Former pawnbroker H&T (HAT) has spent a good five years consolidating in the oversupplied pawnbroking market and has now reinvented itself as a high street challenger, offering financial services to customers that want face-to-face contact.

These new products have good momentum - the personal loan book grew at an annualised rate of 120% in the third quarter and now represents 17% of the total loan book.

At 260p, the shares trade on an undemanding 11.5 times forward earnings, with a 10.4% return on tangible equity and 1.21 times price/tangible book value.

As most of its peers with a clear growth trajectory would be worth around 50% more, finnCap reckons the shares will climb to 320p as its underlying momentum is unveiled.

Hurricane Energy

Oil explorer Hurricane Energy (HUR) made huge operational progress in 2016, derisking the pilot and horizontal wells and the resource at its Lincoln exploration well in the North Sea.

The industry backdrop has firmed up too, with OPEC's decision to finally cut production setting the scene for a more positive period for oil prices - especially for those companies with fixed balance sheets and reset cost bases.

There's more exploration upside to unlock as we venture through 2017, argues finnCap - the Halifax well resource base could increase by 250 million barrels - and the specifics of its field development plan is to be hashed out: there should be multiple share price catalysts throughout the year.

After a couple of tough years, many smaller oil companies are still undervalued, but, as sentiment returns, finnCap reckons the shares could climb over 80% to 91p.


Providing highly regulated industries with software that specialises in enterprise governance, risk and compliance, Ideagen (IDEA) has a strong record of coupling organic growth with strategic acquisitions, and delivering on its forecasts. There is now another certainty in life in addition to death and taxes, says finnCap: compliance.

With momentum behind the software group, earnings are expected to jump by over 20% this year, which could underpin a leap in its share price to 78p - 16% higher than current levels.

Ideagen's market value has already surged from £11 million in 2012 to over £110 million, which should attract bigger investors.

RM Group

Unloved for a number of years, education software, services and resources company RM Group (RM.) has struggled as a result of its shift away from OEM hardware and Building Schools for the Future (BSF) government contracts stifling growth. School budget tightening also hit sentiment and the stock is now "extremely cheap", trading on an enterprise value/cash profit multiple of 6 times.

But with data from the Department for Education showing spend per pupil actually rising 2% year-on-year, positive news from peers and the group in line for a small currency tailwind - a fifth of its earnings are generated overseas - finnCap reckons the tide will change in 2017.

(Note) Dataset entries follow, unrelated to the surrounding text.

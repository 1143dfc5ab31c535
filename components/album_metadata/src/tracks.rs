use crate::info_sheet::parse_set_list;
use crate::names::title_from_file_name;
use crate::{read_sheet, Resolution, ResolverOptions, Result};
use cuesheet::parse_tracks;
use dir_catalog::{DirectoryContext, MetadataSource, TrackList};
use external_tools::{probe_duration_ms, ToolRunner, ToolSet};
use std::path::PathBuf;

/// Artist for tracks when nothing better is known
pub const UNKNOWN_ARTIST: &str = "Unknown Artist";

/// Titles and artists, one per audio file
#[derive(Debug, Clone, Default, PartialEq, Eq)]
pub struct TrackNames {
    pub titles: Vec<String>,
    pub artists: Vec<String>,
}

fn count_matches(
    names: TrackNames,
    file_count: usize,
    source: MetadataSource,
) -> Resolution<TrackNames> {
    if names.titles.len() == file_count {
        Resolution::accepted(names, source)
    } else {
        Resolution::rejected(
            source,
            format!("lists {} tracks for {} files", names.titles.len(), file_count),
        )
    }
}

/// Track names from an info sheet's set list
pub fn tracks_from_info_sheet(
    text: &str,
    album_artist: &str,
    file_count: usize,
) -> Resolution<TrackNames> {
    let mut names = TrackNames::default();
    for entry in parse_set_list(text) {
        names.titles.push(entry.title);
        names
            .artists
            .push(entry.artist.unwrap_or_else(|| album_artist.to_string()));
    }
    count_matches(names, file_count, MetadataSource::InfoSheet)
}

/// Track names from a cuesheet's `TRACK` blocks
pub fn tracks_from_cuesheet(
    text: &str,
    album_artist: &str,
    file_count: usize,
) -> Resolution<TrackNames> {
    let mut names = TrackNames::default();
    for (i, track) in parse_tracks(text).into_iter().enumerate() {
        names
            .titles
            .push(track.title.unwrap_or_else(|| format!("Track {:02}", i + 1)));
        names
            .artists
            .push(track.performer.unwrap_or_else(|| album_artist.to_string()));
    }
    count_matches(names, file_count, MetadataSource::Cuesheet)
}

fn tracks_from_file_names(files: &[PathBuf], album_artist: &str) -> TrackNames {
    TrackNames {
        titles: files.iter().map(|f| title_from_file_name(f)).collect(),
        artists: vec![album_artist.to_string(); files.len()],
    }
}

/// Fill titles, artists and durations for `files`, in order.
///
/// A sheet whose track count disagrees with `files` is dropped entirely,
/// titles and artists alike, and file names take over. Durations always
/// come from the probe; a probe failure is fatal.
pub fn resolve_tracks(
    ctx: &mut DirectoryContext,
    files: &[PathBuf],
    options: &ResolverOptions,
    runner: &dyn ToolRunner,
    tools: &ToolSet,
) -> Result<()> {
    let album_artist = ctx
        .album
        .album_artist
        .clone()
        .unwrap_or_else(|| UNKNOWN_ARTIST.to_string());

    let info_sheet = ctx.info_sheet_path.as_ref().filter(|_| options.use_info_sheet);
    let cuesheet = ctx.cuesheet_path.as_ref().filter(|_| options.use_cuesheet);

    let resolved = if let Some(path) = info_sheet {
        let text = read_sheet(path)?;
        tracks_from_info_sheet(&text, &album_artist, files.len()).into_accepted()
    } else if let Some(path) = cuesheet {
        let text = read_sheet(path)?;
        tracks_from_cuesheet(&text, &album_artist, files.len()).into_accepted()
    } else {
        None
    };

    let (names, source) = resolved.unwrap_or_else(|| {
        (
            tracks_from_file_names(files, &album_artist),
            MetadataSource::DirectoryName,
        )
    });

    let durations_ms = files
        .iter()
        .map(|file| probe_duration_ms(runner, tools, file))
        .collect::<std::result::Result<Vec<_>, _>>()?;

    tracing::debug!(
        "{} tracks for {} (from {})",
        names.titles.len(),
        ctx.path.display(),
        source
    );

    ctx.tracks = TrackList {
        titles: names.titles,
        artists: names.artists,
        durations_ms,
    };
    ctx.track_metadata_source = source;
    Ok(())
}

#[cfg(test)]
mod tests {
    use super::*;
    use assert_matches::assert_matches;
    use external_tools::stub::StubRunner;
    use std::fs;
    use tempfile::TempDir;

    fn wavs(dir: &std::path::Path, count: usize) -> Vec<PathBuf> {
        (1..=count)
            .map(|i| dir.join(format!("{:02} Song {}.wav", i, i)))
            .collect()
    }

    #[test]
    fn guest_artist_overrides_album_artist() {
        let text = "Set 1\n1. Intro\n2. Duet [Guest]\nEnd\n";
        assert_matches!(tracks_from_info_sheet(text, "Band", 2), Resolution::Accepted { value, .. } => {
            assert_eq!(value.artists, ["Band", "Guest"]);
        });
    }

    #[test]
    fn count_mismatch_is_rejected() {
        let text = "Set 1\n1. Intro\nEnd\n";
        assert_matches!(
            tracks_from_info_sheet(text, "Band", 3),
            Resolution::Rejected { source: MetadataSource::InfoSheet, .. }
        );
    }

    #[test]
    fn cuesheet_track_without_title_is_numbered() {
        let text = "TRACK 01 AUDIO\n  TITLE \"A\"\nTRACK 02 AUDIO\n  PERFORMER \"Guest\"\n";
        assert_matches!(tracks_from_cuesheet(text, "Band", 2), Resolution::Accepted { value, .. } => {
            assert_eq!(value.titles, ["A", "Track 02"]);
            assert_eq!(value.artists, ["Band", "Guest"]);
        });
    }

    #[test]
    fn file_names_and_unknown_artist_without_sheets() {
        let root = TempDir::new().unwrap();
        let mut ctx = DirectoryContext::new(root.path().join("Something").join("16-44"));
        let files = wavs(&ctx.path, 2);
        let runner = StubRunner::new().respond("mediainfo", "1000");

        resolve_tracks(&mut ctx, &files, &ResolverOptions::default(), &runner, &ToolSet::new())
            .unwrap();

        assert_eq!(ctx.track_metadata_source, MetadataSource::DirectoryName);
        assert_eq!(ctx.tracks.titles, ["Song 1", "Song 2"]);
        assert_eq!(ctx.tracks.artists, [UNKNOWN_ARTIST, UNKNOWN_ARTIST]);
        assert_eq!(ctx.tracks.durations_ms, ["1000", "1000"]);
        assert_eq!(runner.calls_to("mediainfo").len(), 2);
    }

    #[test]
    fn info_sheet_mismatch_rolls_back_titles_and_artists() {
        let root = TempDir::new().unwrap();
        let mut ctx = DirectoryContext::new(root.path().join("Band 2024-03-15").join("16-44"));
        fs::create_dir_all(&ctx.path).unwrap();
        let sheet = ctx.path.join("info.txt");
        fs::write(&sheet, "Set 1\n1. A [Guest]\n2. B\nEnd\n").unwrap();
        ctx.info_sheet_path = Some(sheet);
        ctx.album.album_artist = Some("Band".to_string());
        let files = wavs(&ctx.path, 3);
        let runner = StubRunner::new().respond("mediainfo", "1000");

        resolve_tracks(&mut ctx, &files, &ResolverOptions::default(), &runner, &ToolSet::new())
            .unwrap();

        assert_eq!(ctx.track_metadata_source, MetadataSource::DirectoryName);
        assert_eq!(ctx.tracks.titles, ["Song 1", "Song 2", "Song 3"]);
        assert_eq!(ctx.tracks.artists, ["Band", "Band", "Band"]);
        assert!(ctx.tracks.is_complete(3));
    }

    #[test]
    fn cuesheet_mismatch_rolls_back_titles_and_artists() {
        let root = TempDir::new().unwrap();
        let mut ctx = DirectoryContext::new(root.path().join("Band 2024-03-15").join("16-44"));
        fs::create_dir_all(&ctx.path).unwrap();
        let cue = ctx.path.join("show.cue");
        fs::write(
            &cue,
            "PERFORMER \"Band\"\n\
             TRACK 01 AUDIO\n  TITLE \"A\"\n  PERFORMER \"Guest\"\n  INDEX 01 00:00:00\n\
             TRACK 02 AUDIO\n  TITLE \"B\"\n  INDEX 01 01:00:00\n",
        )
        .unwrap();
        ctx.cuesheet_path = Some(cue);
        ctx.album.album_artist = Some("Band".to_string());
        let files = wavs(&ctx.path, 3);
        let runner = StubRunner::new().respond("mediainfo", "1000");

        resolve_tracks(&mut ctx, &files, &ResolverOptions::default(), &runner, &ToolSet::new())
            .unwrap();

        assert_eq!(ctx.track_metadata_source, MetadataSource::DirectoryName);
        assert_eq!(ctx.tracks.titles, ["Song 1", "Song 2", "Song 3"]);
        assert_eq!(ctx.tracks.artists, ["Band", "Band", "Band"]);
        assert!(ctx.tracks.is_complete(3));
    }

    #[test]
    fn failing_probe_is_fatal() {
        let root = TempDir::new().unwrap();
        let mut ctx = DirectoryContext::new(root.path().join("x").join("16-44"));
        let files = wavs(&ctx.path, 1);
        let runner = StubRunner::new().respond("mediainfo", "");

        let result =
            resolve_tracks(&mut ctx, &files, &ResolverOptions::default(), &runner, &ToolSet::new());
        assert_matches!(result, Err(crate::MetadataError::Probe(_)));
    }
}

Valuing its three divisions, RM Resources, RM Results and RM Education, finnCap reckons the shares are worth a quarter more at 169p.

Victoria Carpets

Operating in a highly fragmented industry, carpet-maker Victoria (VCP) is gearing up for a highly active year of M&A. It's expected to reveal a £40 million budget for such transactions, which will go hand-in-hand with good organic growth, strong cash generation, low risk operations and a compelling valuation. Each one of its seven previous acquisitions have been earnings enhancing.

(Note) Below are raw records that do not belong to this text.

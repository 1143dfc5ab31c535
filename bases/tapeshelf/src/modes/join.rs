use super::{cue, joined_path, track_wavs, Dispatcher, Outcome};
use crate::error::Result;
use audio_primitives::Format;
use dir_catalog::{DirListing, DirectoryContext};

/// Join the tracks of a single selected bitrate into one album-long WAV,
/// with a cuesheet describing it
pub(super) fn run(
    dispatcher: &Dispatcher,
    ctx: &mut DirectoryContext,
    listing: &DirListing,
) -> Result<Outcome> {
    let matrix = &dispatcher.config.matrix;
    let Some(bitrate) = ctx.bitrate else {
        return Ok(Outcome::NotSelected);
    };
    if !matrix.is_set(Format::Wav, bitrate) || !matrix.is_unique_bitrate(Format::Wav) {
        return Ok(Outcome::NotSelected);
    }

    let wavs = track_wavs(ctx, listing);
    if wavs.is_empty() {
        return Ok(Outcome::skipped("no WAV files"));
    }

    let joined = joined_path(ctx);
    if !dispatcher.may_write(&joined) {
        return Ok(Outcome::skipped("already joined"));
    }

    dispatcher.resolve(ctx, &wavs)?;
    dispatcher.run_tool(&dispatcher.config.tools.join(&wavs, &joined))?;
    cue::write_cuesheet(dispatcher, ctx)?;

    tracing::info!("Joined {} tracks into {}", wavs.len(), joined.display());
    Ok(Outcome::Done)
}
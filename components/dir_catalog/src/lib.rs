mod classify;
mod context;
mod listing;
pub mod naming;

pub use classify::{bitrate_in, classify, compressed_format_for, Classification, DirType};
pub use context::{AlbumInfo, DirectoryContext, MetadataSource, TrackList};
pub use listing::{DirListing, CUESHEET_EXTENSION, INFO_SHEET_EXTENSION};
pub use naming::{AlbumName, RecordingType};

use std::path::PathBuf;
use thiserror::Error;

#[derive(Error, Debug)]
pub enum CatalogError {
    #[error("failed to list directory {path}")]
    Listing {
        path: PathBuf,
        #[source]
        source: walkdir::Error,
    },
}
use crate::CuesheetError;
use std::fmt;

/// CD frames per second
pub const FRAMES_PER_SECOND: u64 = 75;

/// A cuesheet `INDEX` position, rendered as `MM:SS:FF`
#[derive(Debug, Clone, Copy, PartialEq, Eq, PartialOrd, Ord)]
pub struct CueTimecode {
    minutes: u64,
    seconds: u8,
    frames: u8,
}

impl CueTimecode {
    pub const ZERO: Self = Self {
        minutes: 0,
        seconds: 0,
        frames: 0,
    };

    /// Convert a position in milliseconds, rounding the sub-second part to
    /// the nearest frame (ties away from zero).
    pub fn from_millis(position_ms: u64) -> Self {
        let mut whole = position_ms / 1000;
        let mut frames = ((position_ms % 1000) * FRAMES_PER_SECOND + 500) / 1000;
        if frames >= FRAMES_PER_SECOND {
            whole += 1;
            frames = 0;
        }

        Self {
            minutes: whole / 60,
            seconds: (whole % 60) as u8,
            frames: frames as u8,
        }
    }

    pub fn minutes(&self) -> u64 {
        self.minutes
    }

    pub fn seconds(&self) -> u8 {
        self.seconds
    }

    pub fn frames(&self) -> u8 {
        self.frames
    }
}

impl fmt::Display for CueTimecode {
    fn fmt(&self, f: &mut fmt::Formatter<'_>) -> fmt::Result {
        write!(f, "{:02}:{:02}:{:02}", self.minutes, self.seconds, self.frames)
    }
}

/// Parse a probe-reported duration in integer milliseconds
pub fn parse_duration_ms(value: &str, track: usize) -> Result<u64, CuesheetError> {
    value
        .trim()
        .parse::<u64>()
        .map_err(|_| CuesheetError::MalformedDuration {
            track,
            value: value.to_string(),
        })
}

/// Index position of every track: track `n` starts at the summed durations
/// of tracks `1..n`, so the first track always starts at zero.
///
/// Any malformed duration fails the whole sequence, including the last
/// track's even though it never moves an index.
pub fn index_timecodes(durations_ms: &[String]) -> Result<Vec<CueTimecode>, CuesheetError> {
    let mut elapsed_ms = 0_u64;
    let mut indices = Vec::with_capacity(durations_ms.len());

    for (i, duration) in durations_ms.iter().enumerate() {
        indices.push(CueTimecode::from_millis(elapsed_ms));
        elapsed_ms += parse_duration_ms(duration, i + 1)?;
    }

    Ok(indices)
}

Of course, Brexit risks to the economy are very real, although management could use sterling's weakness to their advantage to gain pricing power. finnCap reckons the shares could run 22% higher, giving them a price target of 440p.

This article is for information and discussion purposes only and does not form a recommendation to invest or otherwise. The value of an investment may fall. The investments referred to in this article may not be suitable for all investors, and if in doubt, an investor should seek advice from a qualified investment adviser.